Incapaz de soportarlo más, Luan corrió hacia ella y le sujetó la mano.

—Camila, sé que sigues molesta por lo de ayer, pero Viviana es solo la hija adoptiva. Nunca ha tenido seguridad en sí misma. Pronto tendrá que casarse con la familia Ocampo en tu lugar. Le quedan pocos días de verdadera plenitud… Esto es algo que tú le debes. ¿De verdad es necesario que te enojes con ella? —intentó justificar Luan.

Cristian la miró con evidente decepción. Su voz, cargada de furia, resonó con dureza:

—Camila, solo fue un golpe en la cabeza, Viviana está a punto de perder la felicidad de toda su vida. Parece que tenía razón… Te hemos consentido demasiado. Ojalá fueras tan comprensiva como ella. Con la mitad de su generosidad, bastaría.

Ella no respondió. Solo pensó para sí misma con amarga certeza, «No, están equivocados. ¡Yo soy la que se casaría con Pedro Ocampo, no Viviana!»

Miró las llamas extinguiéndose poco a poco, las cenizas dispersas por el suelo. Sin decir una palabra más, se dio media vuelta y regresó a su habitación.

No ofreció explicaciones. No valía la pena.

A la mañana siguiente, cuando Camila estaba a punto de salir, encontró más de una docena de cajas de regalo apiladas frente a su puerta. Sabía perfectamente para qué eran.

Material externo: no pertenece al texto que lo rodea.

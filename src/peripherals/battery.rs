//! Battery status check
//!
//! Implementation based upon https://github.com/dbrgn/pinetime-rtic/blob/master/pinetime-rtic/src/battery.rs
//! and https://wiki.pine64.org/wiki/PineTime.

use embassy_nrf::{gpio::Input, peripherals::P0_12, saadc::Saadc};
use pinetime_watchface::{BatteryReporter, BatteryState};

/// Battery configuration
struct BatteryConfig<'a> {
    /// ADC instance for battery voltage measurement
    adc: Saadc<'a, 1>,
    /// Charge indication pin:
    /// high = battery, low = charging
    pin_charge_indication: Input<'a, P0_12>,
}

/// Battery API
pub struct Battery {
    /// Battery configuration
    config: BatteryConfig<'static>,
    /// Last reported state
    reporter: BatteryReporter,
}

impl Battery {
    /// Configure battery settings on boot
    pub fn init(adc: Saadc<'static, 1>, charge_pin: Input<'static, P0_12>) -> Self {
        Self {
            config: BatteryConfig {
                adc,
                pin_charge_indication: charge_pin,
            },
            reporter: BatteryReporter::new(),
        }
    }

    /// Charging state of the battery
    pub fn is_charging(&self) -> bool {
        self.config.pin_charge_indication.is_low()
    }

    /// Sample the battery. Return the new state if it differs from the
    /// last reported one, the first call always reports.
    pub async fn update(&mut self) -> Option<BatteryState> {
        let state = self.sample().await;
        self.reporter.report(state)
    }

    /// Sample the battery without reporting it
    pub async fn sample(&mut self) -> BatteryState {
        let voltage = self.get_voltage().await;
        BatteryState::from_millivolts(voltage, self.is_charging())
    }

    /// Battery voltage in millivolts
    async fn get_voltage(&mut self) -> u16 {
        let mut buf = [0; 1];
        self.config.adc.sample(&mut buf).await;
        // For detailed explanation of formula check https://wiki.pine64.org/wiki/PineTime
        // Use u32 during calculation to prevent overflow
        (buf[0].max(0) as u32 * 2000 / 1241) as u16
    }
}
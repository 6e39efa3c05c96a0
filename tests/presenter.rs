use chrono::{NaiveDate, NaiveDateTime};
use pinetime_watchface::{
    BatteryIcon, BatteryState, Haptics, StatusPresenter, TextColor, TimeFormat, WatchEvents,
    WatchFaceConfig, WatchFaceView,
};

/// Output recorded from one call to the view
#[derive(Clone, Debug, PartialEq, Eq)]
enum Output {
    Time(String),
    Date(String),
    Battery(String),
    Color(TextColor),
    Icon(BatteryIcon),
}

#[derive(Default)]
struct RecordingView {
    outputs: Vec<Output>,
}

impl RecordingView {
    fn last_icon(&self) -> Option<BatteryIcon> {
        self.outputs.iter().rev().find_map(|output| match output {
            Output::Icon(icon) => Some(*icon),
            _ => None,
        })
    }

    fn last_color(&self) -> Option<TextColor> {
        self.outputs.iter().rev().find_map(|output| match output {
            Output::Color(color) => Some(*color),
            _ => None,
        })
    }

    fn last_text(&self, pick: fn(&Output) -> Option<&String>) -> Option<String> {
        self.outputs.iter().rev().find_map(pick).cloned()
    }
}

impl WatchFaceView for RecordingView {
    type Error = core::convert::Infallible;

    fn set_time_text(&mut self, text: &str) -> Result<(), Self::Error> {
        self.outputs.push(Output::Time(text.into()));
        Ok(())
    }

    fn set_date_text(&mut self, text: &str) -> Result<(), Self::Error> {
        self.outputs.push(Output::Date(text.into()));
        Ok(())
    }

    fn set_battery_text(&mut self, text: &str) -> Result<(), Self::Error> {
        self.outputs.push(Output::Battery(text.into()));
        Ok(())
    }

    fn set_battery_text_color(&mut self, color: TextColor) -> Result<(), Self::Error> {
        self.outputs.push(Output::Color(color));
        Ok(())
    }

    fn show_icon(&mut self, icon: BatteryIcon) -> Result<(), Self::Error> {
        self.outputs.push(Output::Icon(icon));
        Ok(())
    }
}

#[derive(Default)]
struct CountingHaptics {
    pulses: usize,
}

impl Haptics for CountingHaptics {
    fn double_pulse(&mut self) {
        self.pulses += 1;
    }
}

type Presenter = StatusPresenter<RecordingView, CountingHaptics>;

fn at(month: u32, day: u32, hour: u32, minute: u32) -> NaiveDateTime {
    NaiveDate::from_ymd_opt(2016, month, day)
        .unwrap()
        .and_hms_opt(hour, minute, 0)
        .unwrap()
}

fn presenter(time_format: TimeFormat, battery: BatteryState, connected: bool) -> Presenter {
    StatusPresenter::new(
        RecordingView::default(),
        CountingHaptics::default(),
        WatchFaceConfig::new(time_format, 0),
        at(8, 4, 9, 5),
        battery,
        connected,
    )
}

fn connected_presenter() -> Presenter {
    presenter(TimeFormat::TwentyFourHour, BatteryState::new(100, false), true)
}

#[test]
fn icon_follows_percent_bands() {
    let mut presenter = connected_presenter();
    let bands = [
        (0..=19, BatteryIcon::Critical),
        (20..=39, BatteryIcon::Low),
        (40..=59, BatteryIcon::Mid),
        (60..=79, BatteryIcon::High),
        (80..=100, BatteryIcon::Full),
    ];
    for (range, expected) in bands {
        for percent in range {
            presenter.on_battery_changed(percent, false);
            assert_eq!(presenter.view().last_icon(), Some(expected), "{percent}%");
            assert_eq!(presenter.status().battery_percent, percent);
        }
    }
}

#[test]
fn disconnected_overrides_percent_and_charging() {
    let mut presenter = connected_presenter();
    presenter.on_connectivity_changed(false);
    for percent in 0..=100 {
        presenter.on_battery_changed(percent, percent % 2 == 0);
        assert_eq!(presenter.view().last_icon(), Some(BatteryIcon::NotConnected));
    }
}

#[test]
fn charging_overrides_percent() {
    let mut presenter = connected_presenter();
    for percent in 0..=100 {
        presenter.on_battery_changed(percent, true);
        assert_eq!(presenter.view().last_icon(), Some(BatteryIcon::Charging));
    }
}

#[test]
fn alert_color_is_independent_of_icon() {
    let mut presenter = connected_presenter();

    presenter.on_battery_changed(25, true);
    assert_eq!(presenter.view().last_icon(), Some(BatteryIcon::Charging));
    assert_eq!(presenter.view().last_color(), Some(TextColor::Alert));

    presenter.on_battery_changed(29, false);
    assert_eq!(presenter.view().last_color(), Some(TextColor::Alert));

    presenter.on_battery_changed(30, false);
    assert_eq!(presenter.view().last_color(), Some(TextColor::Normal));
}

#[test]
fn battery_text_is_plain_decimal() {
    let mut presenter = connected_presenter();
    for (percent, expected) in [(0, "0"), (5, "5"), (42, "42"), (100, "100")] {
        presenter.on_battery_changed(percent, false);
        let text = presenter.view().last_text(|output| match output {
            Output::Battery(text) => Some(text),
            _ => None,
        });
        assert_eq!(text.as_deref(), Some(expected));
    }
}

#[test]
fn one_alert_per_disconnect() {
    let mut presenter = connected_presenter();

    presenter.on_connectivity_changed(false);
    assert_eq!(presenter.haptics().pulses, 1);

    // Staying disconnected
    presenter.on_connectivity_changed(false);
    presenter.on_battery_changed(50, false);
    presenter.on_battery_changed(49, true);
    presenter.on_tick(at(8, 4, 9, 6));
    assert_eq!(presenter.haptics().pulses, 1);

    // Reconnecting is silent
    presenter.on_connectivity_changed(true);
    assert_eq!(presenter.haptics().pulses, 1);
    assert_ne!(presenter.view().last_icon(), Some(BatteryIcon::NotConnected));

    // Next loss alerts again
    presenter.on_connectivity_changed(false);
    assert_eq!(presenter.haptics().pulses, 2);
}

#[test]
fn quick_reconnect_still_alerts_once() {
    let mut presenter = connected_presenter();

    // Both edges arrive before the next frame
    for connected in [false, true] {
        presenter.on_connectivity_changed(connected);
    }
    assert_eq!(presenter.haptics().pulses, 1);
    assert!(presenter
        .view()
        .outputs
        .contains(&Output::Icon(BatteryIcon::NotConnected)));
    assert_eq!(presenter.view().last_icon(), Some(BatteryIcon::Full));
}

#[test]
fn repeated_battery_event_is_idempotent() {
    let mut presenter = connected_presenter();

    presenter.on_battery_changed(57, false);
    let first = presenter.view().outputs.len();
    presenter.on_battery_changed(57, false);
    let outputs = &presenter.view().outputs;

    let frame = outputs.len() - first;
    assert_eq!(outputs[first - frame..first], outputs[first..]);
    assert_eq!(presenter.view().last_icon(), Some(BatteryIcon::Mid));
}

#[test]
fn every_event_renders_full_frame() {
    let mut presenter = connected_presenter();
    let frame = presenter.view().outputs.len();
    assert_eq!(frame, 5);

    presenter.on_tick(at(8, 4, 9, 6));
    presenter.on_battery_changed(10, false);
    presenter.on_connectivity_changed(false);
    assert_eq!(presenter.view().outputs.len(), 4 * frame);
}

#[test]
fn tick_updates_time_and_date() {
    let mut presenter = connected_presenter();
    assert_eq!(
        presenter.view().outputs[..2],
        [Output::Time("09:05".into()), Output::Date("08/04".into())]
    );

    presenter.on_tick(at(12, 31, 23, 59));
    assert_eq!(presenter.status().current_time, at(12, 31, 23, 59));
    let time = presenter.view().last_text(|output| match output {
        Output::Time(text) => Some(text),
        _ => None,
    });
    let date = presenter.view().last_text(|output| match output {
        Output::Date(text) => Some(text),
        _ => None,
    });
    assert_eq!(time.as_deref(), Some("23:59"));
    assert_eq!(date.as_deref(), Some("12/31"));
}

#[test]
fn twelve_hour_clock_wraps_afternoon() {
    let mut presenter = presenter(TimeFormat::TwelveHour, BatteryState::new(80, false), true);
    presenter.on_tick(at(8, 4, 13, 5));
    let time = presenter.view().last_text(|output| match output {
        Output::Time(text) => Some(text),
        _ => None,
    });
    assert_eq!(time.as_deref(), Some("01:05"));
}
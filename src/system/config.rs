//! General system configuration

use embassy_nrf::{
    config::{Config, Debug, HfclkSource, LfclkSource},
    interrupt::Priority,
};
use pinetime_watchface::{TimeFormat, WatchFaceConfig};

/// Watchface settings
pub const WATCHFACE: WatchFaceConfig =
    WatchFaceConfig::new(TimeFormat::TwentyFourHour, 1 * 3_600);

/// Backlight level after boot (0–7)
pub const BACKLIGHT_LEVEL: u8 = 2;

pub struct SystemConfig {}

impl SystemConfig {
    /// Create new system configuration
    pub fn new() -> Config {
        // Generate default config, required because Config is set as
        // `non_exhaustive`
        let mut config = Config::default();

        // Set high-frequency and low-frequency clock sources to external
        config.hfclk_source = HfclkSource::ExternalXtal;
        config.lfclk_source = LfclkSource::ExternalXtal;

        // Enable DC/DC regulator to massively reduce runtime current consumption
        config.dcdc.reg1 = true;

        // Configure interrupt priorities to exclude 0 (default), 1, and 4,
        // which are reserved for the nrf SoftDevice
        config.gpiote_interrupt_priority = Priority::P2;
        config.time_interrupt_priority = Priority::P2;

        // Allow debugging
        config.debug = Debug::Allowed;

        config
    }
}
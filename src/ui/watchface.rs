//! Status watchface
//!
//! Large time in the center, battery icon and percentage in the bottom
//! left corner, date in the bottom right corner.

use embedded_graphics::{
    geometry::{Point, Size},
    mono_font::{MonoFont, MonoTextStyle},
    pixelcolor::{Rgb565, RgbColor},
    prelude::DrawTarget,
    primitives::Rectangle,
    text::{Alignment, Baseline, Text, TextStyleBuilder},
    Drawable,
};
use profont::{PROFONT_14_POINT, PROFONT_24_POINT};

use super::{
    icons::{Icon, IconTable, ICON_SIZE},
    BatteryLabel, DateLabel, Label, TimeLabel, WatchFaceView,
};
use crate::{
    error::Error,
    status::{BatteryIcon, TextColor},
};

pub const LCD_W: u32 = 240;
pub const LCD_H: u32 = 240;

const MARGIN: i32 = 10;
const STATUS_LINE_Y: i32 = LCD_H as i32 - MARGIN - ICON_SIZE as i32 / 2;

pub const BACKGROUND_COLOR: Rgb565 = Rgb565::BLACK;
const FOREGROUND_COLOR: Rgb565 = Rgb565::WHITE;

/// Area redrawn for the time label
const TIME_AREA: Rectangle = Rectangle::new(Point::new(0, 95), Size::new(LCD_W, 50));
/// Top left corner of the battery icon
const ICON_POSITION: Point = Point::new(MARGIN, STATUS_LINE_Y - ICON_SIZE as i32 / 2);
/// Area redrawn for the battery label
const BATTERY_AREA: Rectangle = Rectangle::new(
    Point::new(MARGIN + ICON_SIZE as i32 + 4, STATUS_LINE_Y - 12),
    Size::new(60, 24),
);
/// Area redrawn for the date label
const DATE_AREA: Rectangle = Rectangle::new(
    Point::new(LCD_W as i32 / 2, STATUS_LINE_Y - 12),
    Size::new(LCD_W / 2, 24),
);

impl From<TextColor> for Rgb565 {
    fn from(color: TextColor) -> Self {
        match color {
            TextColor::Normal => Rgb565::WHITE,
            TextColor::Alert => Rgb565::RED,
        }
    }
}

#[derive(Debug)]
pub enum FaceError<E> {
    /// Drawing to the display failed
    Draw(E),
    /// Text does not fit into its label
    Label(Error),
}

impl<E> From<Error> for FaceError<E> {
    fn from(error: Error) -> Self {
        FaceError::Label(error)
    }
}

/// Watchface drawn onto an RGB565 draw target.
///
/// Only elements whose content changed are redrawn.
pub struct StatusFace<D> {
    target: D,
    icons: IconTable<Icon>,
    /// Time label
    time: TimeLabel,
    /// Date label
    date: DateLabel,
    /// Power indicator label
    battery: BatteryLabel,
    battery_color: TextColor,
    icon: Option<BatteryIcon>,
}

impl<D> StatusFace<D>
where
    D: DrawTarget<Color = Rgb565>,
{
    /// Create new watchface and clear the display
    pub fn new(mut target: D, icons: IconTable<Icon>) -> Result<Self, D::Error> {
        target.clear(BACKGROUND_COLOR)?;
        Ok(Self {
            target,
            icons,
            time: Label::new(),
            date: Label::new(),
            battery: Label::new(),
            battery_color: TextColor::default(),
            icon: None,
        })
    }

    pub fn target(&self) -> &D {
        &self.target
    }

    pub fn into_target(self) -> D {
        self.target
    }

    fn draw_battery(&mut self) -> Result<(), D::Error> {
        let position = Point::new(BATTERY_AREA.top_left.x, STATUS_LINE_Y);
        draw_label(
            &mut self.target,
            BATTERY_AREA,
            self.battery.as_str(),
            position,
            &PROFONT_14_POINT,
            self.battery_color.into(),
            Alignment::Left,
        )
    }
}

impl<D> WatchFaceView for StatusFace<D>
where
    D: DrawTarget<Color = Rgb565>,
{
    type Error = FaceError<D::Error>;

    fn set_time_text(&mut self, text: &str) -> Result<(), Self::Error> {
        let label = TimeLabel::format(format_args!("{}", text))?;
        if label == self.time {
            return Ok(());
        }
        self.time = label;
        draw_label(
            &mut self.target,
            TIME_AREA,
            text,
            TIME_AREA.center(),
            &PROFONT_24_POINT,
            FOREGROUND_COLOR,
            Alignment::Center,
        )
        .map_err(FaceError::Draw)
    }

    fn set_date_text(&mut self, text: &str) -> Result<(), Self::Error> {
        let label = DateLabel::format(format_args!("{}", text))?;
        if label == self.date {
            return Ok(());
        }
        self.date = label;
        draw_label(
            &mut self.target,
            DATE_AREA,
            text,
            Point::new(LCD_W as i32 - MARGIN, STATUS_LINE_Y),
            &PROFONT_14_POINT,
            FOREGROUND_COLOR,
            Alignment::Right,
        )
        .map_err(FaceError::Draw)
    }

    fn set_battery_text(&mut self, text: &str) -> Result<(), Self::Error> {
        let label = BatteryLabel::format(format_args!("{}", text))?;
        if label == self.battery {
            return Ok(());
        }
        self.battery = label;
        self.draw_battery().map_err(FaceError::Draw)
    }

    fn set_battery_text_color(&mut self, color: TextColor) -> Result<(), Self::Error> {
        if color == self.battery_color {
            return Ok(());
        }
        self.battery_color = color;
        self.draw_battery().map_err(FaceError::Draw)
    }

    fn show_icon(&mut self, icon: BatteryIcon) -> Result<(), Self::Error> {
        if self.icon == Some(icon) {
            return Ok(());
        }
        self.icons
            .get(icon)
            .draw(&mut self.target, ICON_POSITION, BACKGROUND_COLOR)
            .map_err(FaceError::Draw)?;
        self.icon = Some(icon);
        Ok(())
    }
}

/// Clear `area` and draw `text` anchored at `position`, vertically centered.
fn draw_label<D>(
    target: &mut D,
    area: Rectangle,
    text: &str,
    position: Point,
    font: &MonoFont<'_>,
    color: Rgb565,
    alignment: Alignment,
) -> Result<(), D::Error>
where
    D: DrawTarget<Color = Rgb565>,
{
    target.fill_solid(&area, BACKGROUND_COLOR)?;

    let character_style = MonoTextStyle::new(font, color);
    let text_style = TextStyleBuilder::new()
        .alignment(alignment)
        .baseline(Baseline::Middle)
        .build();
    Text::with_text_style(text, position, character_style, text_style).draw(target)?;

    Ok(())
}
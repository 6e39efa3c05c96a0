//! PineTime peripherals used by the watchface

pub(super) mod backlight;
pub(super) mod battery;
pub(super) mod display;
pub(super) mod vibrator;

#[derive(Debug, defmt::Format)]
pub enum Error {
    /// Display did not initialize or rejected a draw call
    Display,
    /// Backlight level outside of 0–7
    OutOfBounds,
}
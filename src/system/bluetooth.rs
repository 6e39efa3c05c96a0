//! Bluetooth module
//!
//! Advertises the watch as connectable peripheral with a battery service
//! and reports whether a central is connected.

// Core
use core::{
    mem,
    sync::atomic::{AtomicBool, Ordering},
};

// BLE
use embassy_sync::{blocking_mutex::raw::ThreadModeRawMutex, channel::Channel};
use nrf_softdevice::{
    self,
    ble::{
        advertisement_builder::{
            Flag, LegacyAdvertisementBuilder, LegacyAdvertisementPayload, ServiceList,
            ServiceUuid16,
        },
        gatt_server, peripheral,
    },
    raw, Config, Softdevice,
};

const DEVICE_NAME: &[u8] = b"PineTime";

/// Connection state changes, in order
pub static CONNECTION: Channel<ThreadModeRawMutex, bool, 4> = Channel::new();

/// Current connection state
static CONNECTED: AtomicBool = AtomicBool::new(false);

pub static ADV_DATA: LegacyAdvertisementPayload = LegacyAdvertisementBuilder::new()
    .flags(&[Flag::GeneralDiscovery, Flag::LE_Only])
    .services_16(ServiceList::Complete, &[ServiceUuid16::BATTERY])
    .full_name("PineTime")
    .build();

pub static SCAN_DATA: LegacyAdvertisementPayload = LegacyAdvertisementBuilder::new()
    .services_16(ServiceList::Complete, &[ServiceUuid16::BATTERY])
    .build();

#[nrf_softdevice::gatt_server]
pub struct Server {
    pub bas: BatteryService,
}

#[nrf_softdevice::gatt_service(uuid = "180f")]
pub struct BatteryService {
    #[characteristic(uuid = "2a19", read, notify)]
    pub battery_level: u8,
}

pub fn generate_config() -> Config {
    Config {
        clock: Some(raw::nrf_clock_lf_cfg_t {
            source: raw::NRF_CLOCK_LF_SRC_RC as u8,
            rc_ctiv: 16,
            rc_temp_ctiv: 2,
            accuracy: raw::NRF_CLOCK_LF_ACCURACY_500_PPM as u8,
        }),
        conn_gap: Some(raw::ble_gap_conn_cfg_t {
            conn_count: 1,
            event_length: 24,
        }),
        conn_gatt: Some(raw::ble_gatt_conn_cfg_t { att_mtu: 256 }),
        gatts_attr_tab_size: Some(raw::ble_gatts_cfg_attr_tab_size_t {
            attr_tab_size: raw::BLE_GATTS_ATTR_TAB_SIZE_DEFAULT,
        }),
        gap_role_count: Some(raw::ble_gap_cfg_role_count_t {
            adv_set_count: 1,
            periph_role_count: 1,
        }),
        gap_device_name: Some(raw::ble_gap_cfg_device_name_t {
            p_value: DEVICE_NAME.as_ptr() as _,
            current_len: DEVICE_NAME.len() as u16,
            max_len: DEVICE_NAME.len() as u16,
            write_perm: unsafe { mem::zeroed() },
            _bitfield_1: raw::ble_gap_cfg_device_name_t::new_bitfield_1(
                raw::BLE_GATTS_VLOC_STACK as u8,
            ),
        }),
        ..Default::default()
    }
}

/// Whether a central is connected right now
pub fn is_connected() -> bool {
    CONNECTED.load(Ordering::Relaxed)
}

fn set_connected(connected: bool) {
    CONNECTED.store(connected, Ordering::Relaxed);
    if CONNECTION.try_send(connected).is_err() {
        defmt::warn!("Connection event queue full, dropping {}", connected);
    }
}

/// Advertise, serve the connected central until it disconnects, repeat.
pub async fn run(sd: &'static Softdevice, server: &'static Server) -> ! {
    let config = peripheral::Config::default();
    loop {
        let adv = peripheral::ConnectableAdvertisement::ScannableUndirected {
            adv_data: &ADV_DATA,
            scan_data: &SCAN_DATA,
        };
        let conn = match peripheral::advertise_connectable(sd, adv, &config).await {
            Ok(conn) => conn,
            Err(e) => {
                defmt::warn!("Advertising failed: {:?}", e);
                continue;
            }
        };

        defmt::info!("Central connected");
        set_connected(true);

        let e = gatt_server::run(&conn, server, |_| {}).await;

        defmt::info!("Central disconnected: {:?}", e);
        set_connected(false);
    }
}
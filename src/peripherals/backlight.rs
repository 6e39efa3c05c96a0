//! Backlight control
//!
//! Implementation based upon https://github.com/dbrgn/pinetime-rtic/blob/master/pinetime-rtic/src/backlight.rs
//! and https://wiki.pine64.org/wiki/PineTime.

use embassy_nrf::{
    gpio::Output,
    peripherals::{P0_14, P0_22, P0_23},
};

use super::Error;

/// Control the backlight.
///
/// There are three active-low backlight pins, each connected to a FET that
/// toggles backlight power through a resistor.
///
/// - Low: 2.2 kΩ
/// - Mid: 100 Ω
/// - High: 30 Ω
///
/// Through combinations of these pins, 7 brightness levels (+ off) can be
/// configured.
pub struct Backlight {
    low: Output<'static, P0_14>,
    mid: Output<'static, P0_22>,
    high: Output<'static, P0_23>,

    /// The current brightness level (value between 0 and 7).
    brightness: u8,
}

impl Backlight {
    /// Initialize the backlight with the specified level (0–7).
    pub fn init(
        low: Output<'static, P0_14>,
        mid: Output<'static, P0_22>,
        high: Output<'static, P0_23>,
        brightness: u8,
    ) -> Result<Self, Error> {
        let mut backlight = Self {
            low,
            mid,
            high,
            brightness: 0,
        };
        backlight.set(brightness)?;
        Ok(backlight)
    }

    /// Set the brightness level between 0 (off) and 7 (max brightness).
    pub fn set(&mut self, brightness: u8) -> Result<(), Error> {
        if brightness > 7 {
            return Err(Error::OutOfBounds);
        }
        defmt::debug!("Setting backlight brightness to {}", brightness);

        set_active_low(&mut self.low, brightness & 0x01 > 0);
        set_active_low(&mut self.mid, brightness & 0x02 > 0);
        set_active_low(&mut self.high, brightness & 0x04 > 0);
        self.brightness = brightness;

        Ok(())
    }

    /// Return the current brightness level (value between 0 and 7).
    #[allow(unused)]
    pub fn get_brightness(&self) -> u8 {
        self.brightness
    }
}

fn set_active_low<P: embassy_nrf::gpio::Pin>(pin: &mut Output<'_, P>, on: bool) {
    if on {
        pin.set_low();
    } else {
        pin.set_high();
    }
}
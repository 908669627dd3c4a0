use common::config::{ConfigManager, FileContentConfigProvider, Validate, YamlConfigSerializer};
use common::games::tictactoe::GameSettings;
use serde::{Deserialize, Serialize};

use super::{DisplayConfig, LoggingConfig};

const CONFIG_FILE_NAME: &str = "tictactoe_client_config.yaml";

fn get_config_path() -> String {
    if let Ok(exe_path) = std::env::current_exe()
        && let Some(exe_dir) = exe_path.parent()
    {
        return exe_dir.join(CONFIG_FILE_NAME).to_string_lossy().into_owned();
    }
    CONFIG_FILE_NAME.to_string()
}

pub fn get_config_manager(
    path_override: Option<&str>,
) -> ConfigManager<FileContentConfigProvider, Config, YamlConfigSerializer> {
    match path_override {
        Some(path) => ConfigManager::from_yaml_file(path),
        None => ConfigManager::from_yaml_file(&get_config_path()),
    }
}

#[derive(Debug, PartialEq, Serialize, Deserialize, Clone, Default)]
pub struct Config {
    #[serde(default)]
    pub game: GameSettings,
    #[serde(default)]
    pub display: DisplayConfig,
    #[serde(default)]
    pub logging: LoggingConfig,
}

impl Validate for Config {
    fn validate(&self) -> Result<(), String> {
        self.game.validate()?;
        self.logging.validate()?;
        Ok(())
    }
}
use std::fmt;

#[derive(Debug, Clone, Copy, PartialEq, Eq)]
pub enum MoveRejection {
    OutOfBounds(usize),
    Occupied(usize),
    GameOver,
    NotYourTurn,
}

#[derive(Debug, Clone, Copy, PartialEq, Eq)]
pub enum GameError {
    InvalidMove(MoveRejection),
    SearchOnTerminalBoard,
}

impl fmt::Display for MoveRejection {
    fn fmt(&self, f: &mut fmt::Formatter<'_>) -> fmt::Result {
        match self {
            MoveRejection::OutOfBounds(index) => write!(f, "cell {} is out of bounds", index),
            MoveRejection::Occupied(index) => write!(f, "cell {} is already marked", index),
            MoveRejection::GameOver => write!(f, "game is already over"),
            MoveRejection::NotYourTurn => write!(f, "not your turn"),
        }
    }
}

impl fmt::Display for GameError {
    fn fmt(&self, f: &mut fmt::Formatter<'_>) -> fmt::Result {
        match self {
            GameError::InvalidMove(reason) => write!(f, "Invalid move: {}", reason),
            GameError::SearchOnTerminalBoard => {
                write!(f, "Search requested on a board with no moves left")
            }
        }
    }
}

impl std::error::Error for GameError {}

impl From<MoveRejection> for GameError {
    fn from(reason: MoveRejection) -> Self {
        GameError::InvalidMove(reason)
    }
}
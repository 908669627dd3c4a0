use std::any::type_name;

use serde::{Deserialize, Serialize};

/// Converts a config value to and from its on-disk text form.
pub trait ConfigSerializer<TConfig> {
    fn serialize(&self, config: &TConfig) -> Result<String, String>;
    fn deserialize(&self, content: &str) -> Result<TConfig, String>;
}

#[derive(Debug, Default, Clone, Copy)]
pub struct YamlConfigSerializer;

impl YamlConfigSerializer {
    const FORMAT: &'static str = "YAML";

    pub fn new() -> Self {
        Self
    }
}

/// `common::foo::Config` -> `Config`, so messages stay readable.
fn short_type_name<T>() -> &'static str {
    let full = type_name::<T>();
    full.rsplit("::").next().unwrap_or(full)
}

impl<TConfig> ConfigSerializer<TConfig> for YamlConfigSerializer
where
    TConfig: for<'de> Deserialize<'de> + Serialize,
{
    fn serialize(&self, config: &TConfig) -> Result<String, String> {
        serde_yaml_ng::to_string(config).map_err(|e| {
            format!(
                "Cannot write {} as {}: {}",
                short_type_name::<TConfig>(),
                Self::FORMAT,
                e
            )
        })
    }

    fn deserialize(&self, content: &str) -> Result<TConfig, String> {
        serde_yaml_ng::from_str(content).map_err(|e| {
            format!(
                "Cannot read {} from {}: {}",
                short_type_name::<TConfig>(),
                Self::FORMAT,
                e
            )
        })
    }
}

Antes, cada vez que la hacían enojar, Luan y Cristian nunca dejaban que su malestar durara hasta el día siguiente. Cristian solía quedarse en la puerta de su habitación, vigilándola todo el día y suplicándole:

—Camilita, si no me perdonas, no me voy a mover de aquí.

Luan solía aparecer con cara de perrito abandonado, cargando un montón de regalos y diciendo:

—Camila, si sigues enojada, pégame, insúltame ¡pero no cometas una locura!

Ahora, ninguno de los dos estaba ahí. Solo quedaban esos objetos fríos e inertes, amontonados sosteniéndose en una disculpa vacía.

A Camila ya no le importaba. Con una sonrisa burlona, recogió los paquetes y los arrojó a la basura.

Justo en ese momento, Viviana, que acababa de levantarse, presenció la escena. Con fingida sorpresa, preguntó:

—¿Por qué lo tiraste todo? Camila, ¿qué pasa? ¿No te gustan estos regalitos de cortesía? Les dije a Cristian y a Luan que, como creciste siendo tan consentida, seguro no te iban a impresionar estas cosas. Les sugerí que te dieran los originales que tengo yo, pero ellos insistieron en que me los quedara. Al fin y al cabo, solo soy una pobre huérfana adoptada… y aun así, me tratan mejor.

Camila esbozó una mueca irónica y respondió con frialdad:

—Entonces felicidades, de ahora en adelante, esta casa es toda tuya.

Dicho esto, ignoró por completo la cara de desconcierto en Viviana y se marchó sin mirar atrás.